A policy playground
The structure of dependence in European technology
Europe enters 2026 regulatorily sovereign and industrially dependent. The conventional narrative of European weakness misses the actual question. It isn't what Europe lacks — it's how the dependencies are structured.
This is a working framework for thinking about that structure: where Europe stands, what alternatives actually exist, who Europe should partner with, what to do contractually and architecturally, and how far regulation alone can go.
The framework
Three types of risk
Adversarial (China), extraterritorial (USA), concentration (no geopolitics). Each requires a different defensive architecture.

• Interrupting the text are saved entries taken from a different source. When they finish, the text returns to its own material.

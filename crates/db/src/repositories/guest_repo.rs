//! Repository for the `guests` table.

use party_core::guest_filter::GuestFilter;
use party_core::types::DbId;
use sqlx::PgPool;

use crate::models::guest::{CreateGuest, Guest};

/// Column list shared across queries to avoid repetition.
const COLUMNS: &str = "id, name, attending, party_id, created_at, updated_at";

/// Provides create, filtered listing and bulk attendance updates for guests.
pub struct GuestRepo;

impl GuestRepo {
    /// Insert a new guest for `party_id`, returning the created row.
    pub async fn create(
        pool: &PgPool,
        party_id: DbId,
        input: &CreateGuest,
    ) -> Result<Guest, sqlx::Error> {
        let query = format!(
            "INSERT INTO guests (name, attending, party_id)
             VALUES ($1, $2, $3)
             RETURNING {COLUMNS}"
        );
        sqlx::query_as::<_, Guest>(&query)
            .bind(&input.name)
            .bind(input.attending)
            .bind(party_id)
            .fetch_one(pool)
            .await
    }

    /// Find a guest by its ID.
    pub async fn find_by_id(pool: &PgPool, id: DbId) -> Result<Option<Guest>, sqlx::Error> {
        let query = format!("SELECT {COLUMNS} FROM guests WHERE id = $1");
        sqlx::query_as::<_, Guest>(&query)
            .bind(id)
            .fetch_optional(pool)
            .await
    }

    /// List every guest of a party in insertion order.
    pub async fn list_by_party(pool: &PgPool, party_id: DbId) -> Result<Vec<Guest>, sqlx::Error> {
        Self::filter(pool, party_id, &GuestFilter::Unfiltered).await
    }

    /// List the guests of a party that satisfy `filter`, in insertion order.
    ///
    /// An unknown party yields an empty list.
    pub async fn filter(
        pool: &PgPool,
        party_id: DbId,
        filter: &GuestFilter,
    ) -> Result<Vec<Guest>, sqlx::Error> {
        const ORDER: &str = "ORDER BY created_at, id";
        const NAME_MATCHES: &str = "name ILIKE $2 ESCAPE '\\'";
        let pattern = filter.ilike_pattern();

        let rows = match filter {
            GuestFilter::Unfiltered => {
                let query = format!("SELECT {COLUMNS} FROM guests WHERE party_id = $1 {ORDER}");
                sqlx::query_as::<_, Guest>(&query)
                    .bind(party_id)
                    .fetch_all(pool)
                    .await?
            }
            GuestFilter::Attendance(attending) => {
                let query = format!(
                    "SELECT {COLUMNS} FROM guests \
                     WHERE party_id = $1 AND attending = $2 {ORDER}"
                );
                sqlx::query_as::<_, Guest>(&query)
                    .bind(party_id)
                    .bind(*attending)
                    .fetch_all(pool)
                    .await?
            }
            GuestFilter::Search(_) => {
                let query = format!(
                    "SELECT {COLUMNS} FROM guests \
                     WHERE party_id = $1 AND {NAME_MATCHES} {ORDER}"
                );
                sqlx::query_as::<_, Guest>(&query)
                    .bind(party_id)
                    .bind(&pattern)
                    .fetch_all(pool)
                    .await?
            }
            GuestFilter::AttendanceAndSearch(attending, _) => {
                let query = format!(
                    "SELECT {COLUMNS} FROM guests \
                     WHERE party_id = $1 AND {NAME_MATCHES} AND attending = $3 {ORDER}"
                );
                sqlx::query_as::<_, Guest>(&query)
                    .bind(party_id)
                    .bind(&pattern)
                    .bind(*attending)
                    .fetch_all(pool)
                    .await?
            }
        };

        Ok(rows)
    }

    /// Set `attending` for exactly the guests in `ids`, regardless of party,
    /// in a single transaction. Returns the number of rows touched.
    pub async fn set_attending(
        pool: &PgPool,
        ids: &[DbId],
        attending: bool,
    ) -> Result<u64, sqlx::Error> {
        if ids.is_empty() {
            return Ok(0);
        }

        let mut tx = pool.begin().await?;

        let result = sqlx::query("UPDATE guests SET attending = $1 WHERE id = ANY($2)")
            .bind(attending)
            .bind(ids)
            .execute(&mut *tx)
            .await?;

        tx.commit().await?;

        let updated = result.rows_affected();
        tracing::debug!(requested = ids.len(), updated, attending, "Set guest attendance");
        Ok(updated)
    }
}

//! Party list, party detail and new-party form.

use std::fmt::Write;

use party_core::party::{MAX_VENUE_LENGTH, MIN_INVITATION_LENGTH};
use party_db::models::party::Party;

use super::{escape, layout};

/// Full upcoming-party page.
pub fn party_list_page(parties: &[Party], next_page: Option<i64>) -> String {
    let body = format!(
        r#"<h1>Upcoming parties</h1>
<div id="party-list">
{}
</div>"#,
        party_list_partial(parties, next_page)
    );
    layout("Upcoming parties", &body)
}

/// Party cards plus, if there is another page, an element that loads it
/// when scrolled into view and replaces itself with the result.
pub fn party_list_partial(parties: &[Party], next_page: Option<i64>) -> String {
    let mut html = String::new();
    for party in parties {
        let _ = write!(
            html,
            r#"<article class="party-card" id="party-{id}">
<a href="/party/{id}"><h2>{venue}</h2></a>
<p>{date} at {time}</p>
</article>
"#,
            id = party.id,
            venue = escape(&party.venue),
            date = party.party_date,
            time = party.party_time.format("%H:%M"),
        );
    }
    if let Some(next) = next_page {
        let _ = write!(
            html,
            r#"<div class="load-more" hx-get="/?page={next}" hx-trigger="revealed" hx-swap="outerHTML">Loading more parties...</div>
"#
        );
    }
    html
}

/// Party detail page with links to its gift registry and guest list.
pub fn party_detail_page(party: &Party) -> String {
    let body = format!(
        r#"<section id="party-detail">
<h1>{venue}</h1>
<p class="when">{date} at {time}</p>
<blockquote class="invitation">{invitation}</blockquote>
<nav>
<a href="/party/{id}/gifts">Gift registry</a>
<a href="/party/{id}/guests">Guest list</a>
</nav>
</section>"#,
        id = party.id,
        venue = escape(&party.venue),
        date = party.party_date,
        time = party.party_time.format("%H:%M"),
        invitation = escape(&party.invitation),
    );
    layout(&party.venue, &body)
}

/// New-party form. Date and invitation are checked inline as the user types.
pub fn new_party_page() -> String {
    let body = format!(
        r##"<h1>Plan a new party</h1>
<form id="new-party-form" method="post" action="/party/new">
<label>Date
<input type="date" name="party_date" required
       hx-post="/party/new/validate_date" hx-trigger="change" hx-target="#date-warning">
</label>
<span id="date-warning" class="warning"></span>
<label>Time <input type="time" name="party_time" required></label>
<label>Venue <input type="text" name="venue" maxlength="{MAX_VENUE_LENGTH}" required></label>
<label>Invitation
<textarea name="invitation" minlength="{MIN_INVITATION_LENGTH}" required
          hx-post="/party/new/validate_invitation" hx-trigger="keyup changed delay:500ms" hx-target="#invitation-warning"></textarea>
</label>
<span id="invitation-warning" class="warning"></span>
<button type="submit">Create party</button>
</form>"##
    );
    layout("New party", &body)
}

Confusing them produces strategy that defends against the wrong threat.
Three layers of sovereignty
The bit layer (where data lives), the interpretation layer (the ability to read it without the vendor), and the instrumentation layer (who controls the lifecycle of the tools). Dependencies in each layer have qualitatively different consequences.
Minimum Viable Sovereignty
A pragmatic middle ground between costly autarky and unsustainable total dependency, articulated by Forrester analyst Dario Maisto. The minimum set of contractual, architectural, and operational measures that preserves the right of exit when any single dependency turns into a crisis.
Contents
Where Europe stands: the risk landscape, the dependency map, the layered framework of digital sovereignty.
What Europe actually has: cloud, productivity, identity, AI, and processor architecture.
Whom Europe should invite in: a partnership map for the post-Magdeburg world.
What to do Monday: contractual instruments and a 24-month roadmap.
How far regulation alone can go — and why it needs alternatives to have leverage.